Cinco de la mañana y Davis Guzmán, de 15 años, se levanta para ir a trabajar a la caleta de San Vicente de Talcahuano. Es un laburo ocasional, por lo que lo llaman cada vez que lo necesitan. Lamentablemente la situación de la pandemia ha afectado los ingresos de su familia y cualquier ayuda en estos momentos es más que bienvenido.

Actualmente vive con sus abuelos y en la casa de al lado están sus padres, ambos sordos mudos. Los principales recursos de la familia se basaban en la venta de sándwich y completos, pero con la emergencia sanitaria y las cuarentenas el negocio se ha visto disminuido.

Luego de varias horas trabajando o estudiando para el liceo, en la tarde tiene tiempo para él. Su pasión es el rugby. Juega de hooker en Pelícanos de Talcahuano, un equipo de la Fundación Vive Rugby que tiene como objetivo formar y desarrollar a jóvenes a través de los valores del rugby, para que puedan ser agentes de cambio en su entorno familiar y escolar.

Al no poder jugar en cancha, por el distanciamiento social, los preparadores físicos del equipo les envían rutinas para hacer en sus casas. El trato es que terminado los ejercicios tienen que enviar una foto al grupo de Whatsapp para avisarles a sus compañeros que han cumplido. Mientras que los sábados, se conectan a través de Zoom para compartir y entrenar todos juntos.

Actualmente Vive Rugby cuenta con 7 escuelas: 3 en la Región Metropolitana, 3 en la Región del Biobío y 1 en la Araucanía. Su programa está orientado para niños y niñas hasta los 18 años, priorizando las zonas rurales con colegios de alto índice de vulnerabilidad. “Encuentro súper bueno lo que hace Vive Rugby. Este deporte no es muy conocido en Chile y la idea es expandirlo a todo el país para que cada vez más personas jueguen rugby”, cuenta Davis.

Davis Guzmán, de gorro, con sus compañeros de Vive Rugby.

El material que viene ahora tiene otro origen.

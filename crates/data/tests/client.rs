//! Client tests against an in-process fake of the data service.
//!
//! The fake records every request and answers from a fixed script keyed on
//! method and path, so each test checks both what went over the wire and how
//! the answer was interpreted.

#![allow(clippy::unwrap_used, clippy::expect_used)]

use std::sync::{Arc, Mutex};
use std::time::Duration;

use axum::Router;
use axum::body::{Body, to_bytes};
use axum::extract::{Request, State};
use axum::http::{Method, StatusCode, header};
use axum::response::{IntoResponse, Response};
use fashion_store_core::{CategoryId, Email, OrderId, OrderStatus, Price, ProductId};
use fashion_store_data::{DataClient, DataError, DataServiceConfig, ProductInput};
use secrecy::SecretString;
use serde_json::{Value, json};
use url::Url;

const CATEGORY_ID: &str = "11111111-1111-1111-1111-111111111111";
const PRODUCT_ID: &str = "22222222-2222-2222-2222-222222222222";
const ORDER_ID: &str = "33333333-3333-3333-3333-333333333333";

#[derive(Debug, Clone)]
struct Recorded {
    method: Method,
    path: String,
    query: String,
    apikey: String,
    authorization: String,
    prefer: String,
    body: Value,
}

type Log = Arc<Mutex<Vec<Recorded>>>;

fn product_row() -> Value {
    json!({
        "id": PRODUCT_ID,
        "name": "Veste en jean",
        "description": "Coupe droite",
        "price": 79.9,
        "image_url": "https://images.example.com/veste.jpg",
        "sizes": ["S", "M", "L"],
        "colors": ["bleu"],
        "stock": 3,
        "featured": false,
        "category_id": CATEGORY_ID,
        "created_at": "2024-04-02T09:00:00Z"
    })
}

async fn script(State(log): State<Log>, request: Request) -> Response {
    let (parts, body) = request.into_parts();
    let header_value = |name: &str| {
        parts
            .headers
            .get(name)
            .and_then(|v| v.to_str().ok())
            .unwrap_or_default()
            .to_string()
    };
    let bytes = to_bytes(body, usize::MAX).await.unwrap();
    let body: Value = serde_json::from_slice(&bytes).unwrap_or(Value::Null);
    let query = parts.uri.query().unwrap_or_default().to_string();

    log.lock().unwrap().push(Recorded {
        method: parts.method.clone(),
        path: parts.uri.path().to_string(),
        query: query.clone(),
        apikey: header_value("apikey"),
        authorization: header_value("authorization"),
        prefer: header_value("prefer"),
        body: body.clone(),
    });

    match (parts.method, parts.uri.path()) {
        (Method::GET, "/rest/v1/products") => axum::Json(json!([product_row()])).into_response(),
        (Method::POST, "/rest/v1/products") => {
            let mut row = product_row();
            row["name"] = body["name"].clone();
            axum::Json(json!([row])).into_response()
        }
        (Method::PATCH, "/rest/v1/orders") => axum::Json(json!([])).into_response(),
        (Method::HEAD, "/rest/v1/customers") => Response::builder()
            .header(header::CONTENT_RANGE, "0-2/3")
            .body(Body::empty())
            .unwrap(),
        (Method::GET, "/rest/v1/customers") => axum::Json(json!([
            {"id": "44444444-4444-4444-4444-444444444444", "name": "A", "email": "a@example.com"},
            {"id": "55555555-5555-5555-5555-555555555555", "name": "B", "email": "b@example.com"}
        ]))
        .into_response(),
        (Method::GET, "/rest/v1/categories") => Response::builder()
            .status(StatusCode::TOO_MANY_REQUESTS)
            .header(header::RETRY_AFTER, "7")
            .body(Body::empty())
            .unwrap(),
        (Method::DELETE, "/rest/v1/products") => Response::builder()
            .status(StatusCode::BAD_REQUEST)
            .header(header::CONTENT_TYPE, "application/json")
            .body(Body::from(
                r#"{"code":"23503","message":"product is referenced by order_items"}"#,
            ))
            .unwrap(),
        (Method::POST, "/auth/v1/token") => {
            if body["password"] == "correct horse" {
                axum::Json(json!({
                    "access_token": "user-token",
                    "token_type": "bearer",
                    "expires_in": 3600,
                    "refresh_token": "refresh",
                    "user": {
                        "id": "66666666-6666-6666-6666-666666666666",
                        "email": body["email"],
                        "app_metadata": {"role": "admin"}
                    }
                }))
                .into_response()
            } else {
                (
                    StatusCode::BAD_REQUEST,
                    axum::Json(json!({"error": "invalid_grant", "error_description": "Invalid login credentials"})),
                )
                    .into_response()
            }
        }
        (Method::GET, "/auth/v1/user") => (
            StatusCode::UNAUTHORIZED,
            axum::Json(json!({"msg": "invalid JWT"})),
        )
            .into_response(),
        (Method::POST, "/auth/v1/logout") => StatusCode::NO_CONTENT.into_response(),
        _ => StatusCode::NOT_FOUND.into_response(),
    }
}

async fn fake_service() -> (DataClient, Log) {
    let log: Log = Arc::default();
    let app = Router::new().fallback(script).with_state(Arc::clone(&log));

    let listener = tokio::net::TcpListener::bind("127.0.0.1:0").await.unwrap();
    let addr = listener.local_addr().unwrap();
    tokio::spawn(async move {
        axum::serve(listener, app).await.unwrap();
    });

    let client = DataClient::new(&DataServiceConfig {
        url: Url::parse(&format!("http://{addr}")).unwrap(),
        api_key: SecretString::from("anon-key"),
        timeout: Duration::from_secs(5),
    })
    .unwrap();

    (client, log)
}

fn last(log: &Log) -> Recorded {
    log.lock().unwrap().last().cloned().expect("no request recorded")
}

// ============================================================================
// Reads
// ============================================================================

#[tokio::test]
async fn test_list_products_by_category() {
    let (client, log) = fake_service().await;
    let category: CategoryId = CATEGORY_ID.parse().unwrap();

    let products = client.list_products(Some(category)).await.unwrap();

    assert_eq!(products.len(), 1);
    assert_eq!(products[0].price, Price::from_cents(7990));
    assert_eq!(products[0].default_size(), "S");

    let request = last(&log);
    assert_eq!(request.method, Method::GET);
    assert_eq!(
        request.query,
        format!("select=*&category_id=eq.{CATEGORY_ID}&order=created_at.desc")
    );
    assert_eq!(request.apikey, "anon-key");
    assert_eq!(request.authorization, "Bearer anon-key");
}

#[tokio::test]
async fn test_count_reads_content_range() {
    let (client, log) = fake_service().await;

    assert_eq!(client.count_customers().await.unwrap(), 3);

    let request = last(&log);
    assert_eq!(request.method, Method::HEAD);
    assert_eq!(request.prefer, "count=exact");
}

#[tokio::test]
async fn test_maybe_single_rejects_many_rows() {
    let (client, _log) = fake_service().await;

    let err = client
        .get_customer("44444444-4444-4444-4444-444444444444".parse().unwrap())
        .await
        .unwrap_err();

    assert!(matches!(
        err,
        DataError::MultipleRows {
            table: "customers",
            count: 2
        }
    ));
}

#[tokio::test]
async fn test_rate_limit_carries_retry_after() {
    let (client, _log) = fake_service().await;

    let err = client.list_categories().await.unwrap_err();

    assert!(matches!(err, DataError::RateLimited(7)));
}

// ============================================================================
// Writes
// ============================================================================

#[tokio::test]
async fn test_create_product_as_user() {
    let (client, log) = fake_service().await;
    let admin = client.as_user(&SecretString::from("admin-token"));

    let input = ProductInput {
        name: "Pull marin".to_string(),
        description: String::new(),
        price: Price::from_cents(4500),
        image_url: String::new(),
        sizes: vec!["M".to_string()],
        colors: vec![],
        stock: 10,
        featured: true,
        category_id: None,
    };
    let product = admin.create_product(&input).await.unwrap();

    assert_eq!(product.name, "Pull marin");

    let request = last(&log);
    assert_eq!(request.method, Method::POST);
    assert_eq!(request.apikey, "anon-key");
    assert_eq!(request.authorization, "Bearer admin-token");
    assert_eq!(request.prefer, "return=representation");
    assert_eq!(request.body["price"], "45.00");
    assert_eq!(request.body["featured"], true);
}

#[tokio::test]
async fn test_update_status_of_missing_order() {
    let (client, log) = fake_service().await;
    let order: OrderId = ORDER_ID.parse().unwrap();

    let err = client
        .update_order_status(order, OrderStatus::Shipped)
        .await
        .unwrap_err();

    assert!(matches!(err, DataError::NotFound(_)));

    let request = last(&log);
    assert_eq!(request.method, Method::PATCH);
    assert_eq!(request.query, format!("select=*&id=eq.{ORDER_ID}"));
    assert_eq!(request.body, json!({"status": "shipped"}));
}

#[tokio::test]
async fn test_delete_rejected_by_constraint() {
    let (client, _log) = fake_service().await;
    let product: ProductId = PRODUCT_ID.parse().unwrap();

    let err = client.delete_product(product).await.unwrap_err();

    match err {
        DataError::Api { status, code, .. } => {
            assert_eq!(status, 400);
            assert_eq!(code, "23503");
        }
        other => panic!("unexpected error: {other:?}"),
    }
}

// ============================================================================
// Auth
// ============================================================================

#[tokio::test]
async fn test_sign_in_success() {
    let (client, log) = fake_service().await;
    let email = Email::parse("Boss@Boutique.fr").unwrap();

    let session = client
        .sign_in_with_password(&email, &SecretString::from("correct horse"))
        .await
        .unwrap();

    assert!(session.identity.is_admin());
    assert_eq!(session.identity.email.as_str(), "boss@boutique.fr");
    assert!(session.expires_at > chrono::Utc::now());

    let request = last(&log);
    assert_eq!(request.path, "/auth/v1/token");
    assert_eq!(request.query, "grant_type=password");
}

#[tokio::test]
async fn test_sign_in_wrong_password() {
    let (client, _log) = fake_service().await;
    let email = Email::parse("boss@boutique.fr").unwrap();

    let err = client
        .sign_in_with_password(&email, &SecretString::from("wrong"))
        .await
        .unwrap_err();

    assert!(matches!(err, DataError::InvalidCredentials));
}

#[tokio::test]
async fn test_expired_token_lookup() {
    let (client, _log) = fake_service().await;

    let err = client
        .get_user(&SecretString::from("expired"))
        .await
        .unwrap_err();

    assert!(matches!(err, DataError::Unauthorized));
}

#[tokio::test]
async fn test_sign_out_sends_user_token() {
    let (client, log) = fake_service().await;

    client
        .sign_out(&SecretString::from("user-token"))
        .await
        .unwrap();

    let request = last(&log);
    assert_eq!(request.path, "/auth/v1/logout");
    assert_eq!(request.authorization, "Bearer user-token");
}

Uno de los objetivos de la Fundación es impactar positivamente en la vida de 50.000 personas en los próximos 10 años y seguir creciendo y llegar al menos a 100.000 personas. Para eso el apoyo de empresas como CMPC y Mallplaza, además de todos sus socios, son clave.

“Lo que más me ha enseñado Vive Rugby y este deporte, son principalmente el compañerismo, el respeto a los otros y también que para lograr algo siempre hay que tener mucha perseverancia. Hay que trabajar duro para conseguir los objetivos. Todos estos valores los trato de aplicar en mi vida con la familia, con mis amigos y también en mi trabajo y estudios. Por ejemplo ahora, me toca a mí ayudar en la casa”, explica el primera línea de Pelícanos.

Davis continuará entrenando en casa para volver lo mejor posible a la cancha cuando sea seguro. Su sueño es llegar a ser profesional, tanto en el rugby como con una carrera académica. Troncos, uno de los equipos más importantes de la región ya puso ojos en él ofreciéndole algún tipo de beca para que pueda participar de sus divisiones menores. Pero el hooker es fiel a su equipo y compañeros. Quiere continuar varios años en Pelícanos para crecer con sus mejores amigos.

“Les mando un gran saludo a todos mis amigos de Pelícanos. Tenemos que seguir trabajando duro para ser los mejores. Sigamos haciendo los entrenamientos en la casa y mucha paciencia para que pronto nos veamos de nuevo en la cancha”, cierra enérgicamente Davis.